What is needed — Each line below that contains the word "InMemoryData" must be copied.

Listed entries —
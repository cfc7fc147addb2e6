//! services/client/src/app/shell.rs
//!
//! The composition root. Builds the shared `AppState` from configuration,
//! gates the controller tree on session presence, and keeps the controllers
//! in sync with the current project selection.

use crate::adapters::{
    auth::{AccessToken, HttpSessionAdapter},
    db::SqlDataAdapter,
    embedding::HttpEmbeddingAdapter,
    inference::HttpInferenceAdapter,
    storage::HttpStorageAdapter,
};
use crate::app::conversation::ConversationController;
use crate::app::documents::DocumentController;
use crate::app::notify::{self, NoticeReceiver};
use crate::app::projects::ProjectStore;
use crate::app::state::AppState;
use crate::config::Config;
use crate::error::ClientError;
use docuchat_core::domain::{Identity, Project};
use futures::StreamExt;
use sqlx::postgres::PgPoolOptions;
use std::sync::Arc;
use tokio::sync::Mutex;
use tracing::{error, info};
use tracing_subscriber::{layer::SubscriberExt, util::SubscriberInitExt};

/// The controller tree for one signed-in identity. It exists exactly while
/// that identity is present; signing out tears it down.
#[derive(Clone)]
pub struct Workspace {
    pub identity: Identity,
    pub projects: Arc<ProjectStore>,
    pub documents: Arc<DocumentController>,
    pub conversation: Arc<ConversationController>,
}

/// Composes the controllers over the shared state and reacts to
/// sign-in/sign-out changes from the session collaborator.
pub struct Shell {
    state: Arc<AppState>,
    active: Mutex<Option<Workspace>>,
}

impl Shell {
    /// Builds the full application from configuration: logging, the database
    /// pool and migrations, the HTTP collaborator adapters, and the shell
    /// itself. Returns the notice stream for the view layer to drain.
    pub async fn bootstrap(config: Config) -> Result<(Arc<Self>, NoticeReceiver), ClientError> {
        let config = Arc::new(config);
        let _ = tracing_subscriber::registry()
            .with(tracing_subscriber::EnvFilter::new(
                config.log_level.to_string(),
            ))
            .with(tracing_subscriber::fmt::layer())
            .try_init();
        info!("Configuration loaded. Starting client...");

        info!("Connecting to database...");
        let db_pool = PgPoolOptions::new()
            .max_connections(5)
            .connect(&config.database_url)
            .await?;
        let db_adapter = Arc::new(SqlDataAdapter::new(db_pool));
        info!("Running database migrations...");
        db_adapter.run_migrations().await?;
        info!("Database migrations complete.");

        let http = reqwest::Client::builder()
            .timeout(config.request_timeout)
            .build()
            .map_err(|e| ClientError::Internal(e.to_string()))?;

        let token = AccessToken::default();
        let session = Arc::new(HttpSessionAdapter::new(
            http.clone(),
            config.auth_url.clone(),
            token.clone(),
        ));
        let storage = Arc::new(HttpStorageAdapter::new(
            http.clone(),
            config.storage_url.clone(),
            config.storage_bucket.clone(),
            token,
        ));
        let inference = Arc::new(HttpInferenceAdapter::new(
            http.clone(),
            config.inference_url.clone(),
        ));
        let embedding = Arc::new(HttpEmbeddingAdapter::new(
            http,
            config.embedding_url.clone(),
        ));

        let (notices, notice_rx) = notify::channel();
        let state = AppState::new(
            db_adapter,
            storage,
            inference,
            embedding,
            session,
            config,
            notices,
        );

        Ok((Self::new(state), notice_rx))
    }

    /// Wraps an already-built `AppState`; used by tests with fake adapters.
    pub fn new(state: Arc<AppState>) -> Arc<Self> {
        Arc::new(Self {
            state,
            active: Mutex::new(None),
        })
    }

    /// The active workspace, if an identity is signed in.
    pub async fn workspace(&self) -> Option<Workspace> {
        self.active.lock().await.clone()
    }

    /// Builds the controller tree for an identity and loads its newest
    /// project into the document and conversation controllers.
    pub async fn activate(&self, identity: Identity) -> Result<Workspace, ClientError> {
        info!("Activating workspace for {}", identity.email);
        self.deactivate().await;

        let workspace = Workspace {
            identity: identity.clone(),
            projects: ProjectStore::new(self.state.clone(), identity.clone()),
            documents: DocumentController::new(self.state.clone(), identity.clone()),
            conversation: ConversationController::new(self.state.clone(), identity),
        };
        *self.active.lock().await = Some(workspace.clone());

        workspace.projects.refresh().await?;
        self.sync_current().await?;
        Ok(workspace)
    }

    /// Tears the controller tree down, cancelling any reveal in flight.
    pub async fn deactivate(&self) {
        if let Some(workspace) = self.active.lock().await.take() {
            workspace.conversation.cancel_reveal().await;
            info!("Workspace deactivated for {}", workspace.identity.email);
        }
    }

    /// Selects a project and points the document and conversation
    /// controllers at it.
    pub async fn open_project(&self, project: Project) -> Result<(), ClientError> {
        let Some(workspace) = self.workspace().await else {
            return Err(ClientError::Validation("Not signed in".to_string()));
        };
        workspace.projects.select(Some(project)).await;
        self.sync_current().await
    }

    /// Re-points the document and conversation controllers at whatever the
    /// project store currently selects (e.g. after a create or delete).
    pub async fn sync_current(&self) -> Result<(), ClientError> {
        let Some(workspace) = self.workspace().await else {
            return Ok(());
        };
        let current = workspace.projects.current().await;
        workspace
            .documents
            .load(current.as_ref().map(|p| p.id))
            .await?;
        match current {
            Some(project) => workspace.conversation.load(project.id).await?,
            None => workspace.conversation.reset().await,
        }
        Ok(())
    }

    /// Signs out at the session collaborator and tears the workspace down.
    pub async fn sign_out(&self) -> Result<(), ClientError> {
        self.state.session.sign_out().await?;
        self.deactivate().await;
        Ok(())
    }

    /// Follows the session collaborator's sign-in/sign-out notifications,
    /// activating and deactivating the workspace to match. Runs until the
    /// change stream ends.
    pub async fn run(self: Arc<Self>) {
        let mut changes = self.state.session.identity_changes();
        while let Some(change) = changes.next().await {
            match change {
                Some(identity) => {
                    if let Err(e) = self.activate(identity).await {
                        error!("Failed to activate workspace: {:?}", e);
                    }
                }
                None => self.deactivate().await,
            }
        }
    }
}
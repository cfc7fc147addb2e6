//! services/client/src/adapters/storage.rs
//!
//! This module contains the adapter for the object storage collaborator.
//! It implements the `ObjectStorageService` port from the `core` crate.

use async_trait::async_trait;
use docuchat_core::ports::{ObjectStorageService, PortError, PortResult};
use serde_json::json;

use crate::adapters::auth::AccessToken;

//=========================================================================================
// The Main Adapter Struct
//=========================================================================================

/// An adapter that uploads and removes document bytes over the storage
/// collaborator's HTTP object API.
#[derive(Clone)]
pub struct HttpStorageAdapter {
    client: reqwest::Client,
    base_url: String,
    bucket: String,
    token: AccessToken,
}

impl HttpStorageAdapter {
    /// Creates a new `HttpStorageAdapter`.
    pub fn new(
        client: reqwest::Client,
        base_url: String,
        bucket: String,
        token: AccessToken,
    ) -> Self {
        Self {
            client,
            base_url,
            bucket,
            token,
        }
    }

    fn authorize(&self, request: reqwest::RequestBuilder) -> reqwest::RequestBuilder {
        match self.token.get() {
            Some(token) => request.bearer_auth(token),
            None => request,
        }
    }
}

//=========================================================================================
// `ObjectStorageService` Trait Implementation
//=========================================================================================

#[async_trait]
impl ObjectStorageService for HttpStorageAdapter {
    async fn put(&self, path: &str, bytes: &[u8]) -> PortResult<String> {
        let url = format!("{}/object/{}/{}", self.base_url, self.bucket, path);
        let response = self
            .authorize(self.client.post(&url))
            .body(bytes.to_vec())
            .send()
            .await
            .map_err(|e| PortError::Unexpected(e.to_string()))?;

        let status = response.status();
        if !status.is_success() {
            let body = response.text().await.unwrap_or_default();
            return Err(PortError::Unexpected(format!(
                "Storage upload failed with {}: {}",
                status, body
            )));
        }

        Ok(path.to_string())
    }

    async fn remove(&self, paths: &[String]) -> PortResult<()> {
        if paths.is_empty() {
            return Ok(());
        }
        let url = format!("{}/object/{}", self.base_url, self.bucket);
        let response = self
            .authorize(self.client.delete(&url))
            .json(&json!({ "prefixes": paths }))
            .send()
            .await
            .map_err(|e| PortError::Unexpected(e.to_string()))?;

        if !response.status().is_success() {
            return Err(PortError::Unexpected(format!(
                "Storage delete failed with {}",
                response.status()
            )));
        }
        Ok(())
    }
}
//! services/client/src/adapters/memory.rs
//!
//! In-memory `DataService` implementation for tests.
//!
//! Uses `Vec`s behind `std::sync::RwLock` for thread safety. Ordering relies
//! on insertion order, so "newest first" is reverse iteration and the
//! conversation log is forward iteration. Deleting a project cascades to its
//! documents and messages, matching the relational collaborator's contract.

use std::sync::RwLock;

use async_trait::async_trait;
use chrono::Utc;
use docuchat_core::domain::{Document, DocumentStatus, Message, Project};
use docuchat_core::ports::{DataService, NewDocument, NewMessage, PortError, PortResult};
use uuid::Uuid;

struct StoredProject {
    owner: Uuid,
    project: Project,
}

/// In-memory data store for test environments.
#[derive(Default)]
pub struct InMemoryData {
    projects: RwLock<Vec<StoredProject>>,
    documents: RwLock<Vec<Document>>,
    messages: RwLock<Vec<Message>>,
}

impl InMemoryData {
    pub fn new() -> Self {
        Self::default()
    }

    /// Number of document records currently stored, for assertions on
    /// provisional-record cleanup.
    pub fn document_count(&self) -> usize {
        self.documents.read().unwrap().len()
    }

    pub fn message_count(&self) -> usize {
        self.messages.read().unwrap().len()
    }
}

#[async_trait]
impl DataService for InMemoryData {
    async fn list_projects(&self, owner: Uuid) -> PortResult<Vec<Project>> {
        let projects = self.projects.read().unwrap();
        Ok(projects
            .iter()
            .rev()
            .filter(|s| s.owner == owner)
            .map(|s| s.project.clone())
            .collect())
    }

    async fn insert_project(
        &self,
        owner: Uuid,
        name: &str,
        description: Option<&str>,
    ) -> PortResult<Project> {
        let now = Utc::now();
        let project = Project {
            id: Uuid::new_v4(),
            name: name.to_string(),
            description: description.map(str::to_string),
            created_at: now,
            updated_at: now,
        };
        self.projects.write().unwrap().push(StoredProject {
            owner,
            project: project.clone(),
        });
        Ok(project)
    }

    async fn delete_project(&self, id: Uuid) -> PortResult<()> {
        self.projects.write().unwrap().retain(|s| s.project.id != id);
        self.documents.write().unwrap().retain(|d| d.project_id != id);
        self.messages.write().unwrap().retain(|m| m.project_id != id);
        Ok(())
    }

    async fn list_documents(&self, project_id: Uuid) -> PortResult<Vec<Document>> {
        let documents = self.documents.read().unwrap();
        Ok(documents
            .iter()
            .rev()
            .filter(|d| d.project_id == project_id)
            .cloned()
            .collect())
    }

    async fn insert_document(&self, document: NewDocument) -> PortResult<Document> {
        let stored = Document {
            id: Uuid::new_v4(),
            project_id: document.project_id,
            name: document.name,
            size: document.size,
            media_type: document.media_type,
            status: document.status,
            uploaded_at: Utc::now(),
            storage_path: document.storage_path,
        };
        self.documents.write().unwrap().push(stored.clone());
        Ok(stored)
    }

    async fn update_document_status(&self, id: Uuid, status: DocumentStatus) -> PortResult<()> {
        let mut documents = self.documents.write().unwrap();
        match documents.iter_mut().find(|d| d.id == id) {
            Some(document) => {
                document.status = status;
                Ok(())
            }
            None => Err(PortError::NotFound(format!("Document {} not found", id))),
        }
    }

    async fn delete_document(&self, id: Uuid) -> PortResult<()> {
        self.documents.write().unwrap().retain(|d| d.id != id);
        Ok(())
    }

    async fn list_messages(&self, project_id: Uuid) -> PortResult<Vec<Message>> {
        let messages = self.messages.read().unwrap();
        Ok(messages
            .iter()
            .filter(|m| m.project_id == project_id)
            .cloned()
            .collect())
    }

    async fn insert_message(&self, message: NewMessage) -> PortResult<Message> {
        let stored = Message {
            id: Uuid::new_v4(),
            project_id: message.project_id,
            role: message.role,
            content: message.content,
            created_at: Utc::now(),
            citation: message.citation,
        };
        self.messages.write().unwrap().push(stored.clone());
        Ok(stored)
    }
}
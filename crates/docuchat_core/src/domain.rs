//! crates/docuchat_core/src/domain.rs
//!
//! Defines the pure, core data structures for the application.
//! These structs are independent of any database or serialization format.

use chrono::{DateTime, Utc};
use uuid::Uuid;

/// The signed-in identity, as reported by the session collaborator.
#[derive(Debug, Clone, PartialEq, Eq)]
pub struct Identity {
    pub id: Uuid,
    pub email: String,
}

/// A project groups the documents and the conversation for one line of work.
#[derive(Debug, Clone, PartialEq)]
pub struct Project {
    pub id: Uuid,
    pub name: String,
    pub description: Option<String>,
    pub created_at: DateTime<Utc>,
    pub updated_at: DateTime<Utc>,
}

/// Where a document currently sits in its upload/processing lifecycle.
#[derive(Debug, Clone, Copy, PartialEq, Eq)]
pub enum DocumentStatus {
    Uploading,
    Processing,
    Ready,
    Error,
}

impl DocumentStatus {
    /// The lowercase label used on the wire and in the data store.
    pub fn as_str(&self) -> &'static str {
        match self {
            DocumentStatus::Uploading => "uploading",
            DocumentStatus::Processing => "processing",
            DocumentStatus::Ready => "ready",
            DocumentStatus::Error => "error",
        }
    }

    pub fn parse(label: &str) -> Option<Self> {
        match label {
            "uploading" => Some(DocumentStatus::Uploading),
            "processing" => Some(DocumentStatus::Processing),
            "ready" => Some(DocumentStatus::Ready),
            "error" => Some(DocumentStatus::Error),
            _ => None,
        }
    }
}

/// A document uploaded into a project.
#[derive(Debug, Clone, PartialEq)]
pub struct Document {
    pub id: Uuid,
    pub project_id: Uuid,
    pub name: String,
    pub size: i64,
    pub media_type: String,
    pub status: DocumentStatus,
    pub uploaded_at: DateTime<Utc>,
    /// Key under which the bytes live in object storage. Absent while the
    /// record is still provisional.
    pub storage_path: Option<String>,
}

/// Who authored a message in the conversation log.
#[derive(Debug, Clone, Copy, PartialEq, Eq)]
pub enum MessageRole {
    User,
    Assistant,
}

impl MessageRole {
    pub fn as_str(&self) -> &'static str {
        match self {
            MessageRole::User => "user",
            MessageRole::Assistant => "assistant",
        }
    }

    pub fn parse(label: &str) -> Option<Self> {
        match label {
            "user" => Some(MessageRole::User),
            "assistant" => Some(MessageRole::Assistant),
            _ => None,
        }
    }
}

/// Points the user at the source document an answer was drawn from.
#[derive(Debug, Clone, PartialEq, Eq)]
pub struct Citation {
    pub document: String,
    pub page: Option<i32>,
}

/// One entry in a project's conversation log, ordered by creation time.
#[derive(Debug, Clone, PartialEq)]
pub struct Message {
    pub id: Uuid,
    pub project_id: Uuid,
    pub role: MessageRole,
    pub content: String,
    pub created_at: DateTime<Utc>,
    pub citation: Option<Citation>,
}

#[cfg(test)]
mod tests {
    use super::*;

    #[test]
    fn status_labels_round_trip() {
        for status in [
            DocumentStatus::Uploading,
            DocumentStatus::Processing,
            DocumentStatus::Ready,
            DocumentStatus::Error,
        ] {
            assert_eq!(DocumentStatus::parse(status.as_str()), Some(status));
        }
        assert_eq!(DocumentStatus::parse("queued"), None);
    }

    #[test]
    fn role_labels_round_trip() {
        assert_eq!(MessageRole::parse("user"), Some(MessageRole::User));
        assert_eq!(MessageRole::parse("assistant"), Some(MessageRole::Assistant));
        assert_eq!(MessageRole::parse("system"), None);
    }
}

Output below —
pub struct InMemoryData {
impl InMemoryData {
impl DataService for InMemoryData {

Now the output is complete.